**** Data to use

//! Activity file decoding: format detection, FIT and GPX decoders, coordinate
//! normalization, and the shared error taxonomy.
//!
//! Decoding never fails the whole session: fatal per-file problems are carried
//! as [`DecodeError`] values, recoverable findings as [`DecodeWarning`], both
//! alongside whatever payload was extracted.

pub mod coords;
pub mod fit;
pub mod gpx;

use std::sync::Arc;
use thiserror::Error;

/// An uploaded activity file held in memory.
///
/// Bytes are reference-counted so concurrent decode tasks can share the buffer
/// without copying. The file name doubles as the session identity key.
#[derive(Debug, Clone, PartialEq)]
pub struct TrackFile {
    /// Original file name, unique within a session
    pub name: String,
    /// Declared media type, if the source advertised one
    pub media_type: Option<String>,
    /// Raw file contents
    pub bytes: Arc<Vec<u8>>,
}

impl TrackFile {
    /// Create a file with no declared media type.
    pub fn new(name: impl Into<String>, bytes: Vec<u8>) -> Self {
        Self {
            name: name.into(),
            media_type: None,
            bytes: Arc::new(bytes),
        }
    }

    /// Create a file with a declared media type.
    pub fn with_media_type(
        name: impl Into<String>,
        media_type: impl Into<String>,
        bytes: Vec<u8>,
    ) -> Self {
        Self {
            name: name.into(),
            media_type: Some(media_type.into()),
            bytes: Arc::new(bytes),
        }
    }
}

/// Supported file formats
#[derive(Debug, Clone, Copy, PartialEq, Eq)]
pub enum FileFormat {
    Fit,
    Gpx,
}

impl FileFormat {
    pub fn as_str(&self) -> &'static str {
        match self {
            FileFormat::Fit => "fit",
            FileFormat::Gpx => "gpx",
        }
    }
}

/// Fatal per-file decode failures.
///
/// These are recovered at the aggregation boundary: a failed file contributes
/// an empty collection carrying the error, never a panic or early return.
#[derive(Debug, Clone, PartialEq, Error)]
pub enum DecodeError {
    #[error("Unsupported format: {0}")]
    UnknownFormat(String),

    #[error("Header signature mismatch: not a FIT file")]
    SignatureMismatch,

    #[error("Parse error: {0}")]
    Parse(String),
}

/// Non-fatal decode findings; the decoded payload remains usable.
#[derive(Debug, Clone, PartialEq, Error)]
pub enum DecodeWarning {
    #[error("Integrity check failed: stored CRC {stored:#06x}, computed {computed:#06x}")]
    IntegrityCheckFailed { stored: u16, computed: u16 },

    #[error("{count} trailing bytes beyond declared length ignored")]
    TrailingBytes { count: usize },

    #[error("Point {index} out of range: ({longitude:.4}, {latitude:.4})")]
    OutOfRangePoint {
        index: usize,
        longitude: f64,
        latitude: f64,
    },

    #[error("{count} zero-origin points skipped")]
    ZeroOriginSkipped { count: u32 },
}

/// Errors and warnings produced while decoding one file.
#[derive(Debug, Clone, Default, PartialEq)]
pub struct DecodeReport {
    pub errors: Vec<DecodeError>,
    pub warnings: Vec<DecodeWarning>,
}

impl DecodeReport {
    /// True when decoding produced neither errors nor warnings.
    pub fn is_clean(&self) -> bool {
        self.errors.is_empty() && self.warnings.is_empty()
    }

    /// True when at least one fatal error was recorded.
    pub fn has_errors(&self) -> bool {
        !self.errors.is_empty()
    }
}

/// Decode policy options.
#[derive(Debug, Clone, Copy, PartialEq, Eq)]
pub struct DecodeOptions {
    /// Keep samples whose raw coordinates are both exactly zero.
    ///
    /// A (0, 0) pair cannot be told apart from an unset sentinel; the default
    /// treats it as a genuine equator/prime-meridian fix and keeps it. When
    /// disabled, skipped pairs are counted in a
    /// [`DecodeWarning::ZeroOriginSkipped`] warning.
    pub include_zero_origin: bool,
    /// Drop points whose converted coordinates fall outside valid bounds.
    ///
    /// The default keeps such points and surfaces them as
    /// [`DecodeWarning::OutOfRangePoint`]; either way the condition is never
    /// silent.
    pub drop_out_of_range: bool,
}

impl Default for DecodeOptions {
    fn default() -> Self {
        Self {
            include_zero_origin: true,
            drop_out_of_range: false,
        }
    }
}

/// Detect a file's format from its declared media type, falling back to the
/// lowercase file-name extension.
///
/// Only the FIT and GPX allow-list is accepted; anything else is
/// [`DecodeError::UnknownFormat`].
pub fn detect_format(file: &TrackFile) -> Result<FileFormat, DecodeError> {
    if let Some(declared) = file.media_type.as_deref().filter(|t| !t.is_empty()) {
        return match declared.to_ascii_lowercase().as_str() {
            "fit" | "application/fit" | "application/vnd.ant.fit" => Ok(FileFormat::Fit),
            "gpx" | "application/gpx" | "application/gpx+xml" => Ok(FileFormat::Gpx),
            other => Err(DecodeError::UnknownFormat(other.to_string())),
        };
    }

    let extension = file
        .name
        .rsplit_once('.')
        .map(|(_, extension)| extension.to_ascii_lowercase());

    match extension.as_deref() {
        Some("fit") => Ok(FileFormat::Fit),
        Some("gpx") => Ok(FileFormat::Gpx),
        Some(other) => Err(DecodeError::UnknownFormat(other.to_string())),
        None => Err(DecodeError::UnknownFormat(file.name.clone())),
    }
}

********

> [Action item]
For each line above that contains the word "DecodeReport", make a copy.

> [Your solution]
pub struct DecodeReport {
impl DecodeReport {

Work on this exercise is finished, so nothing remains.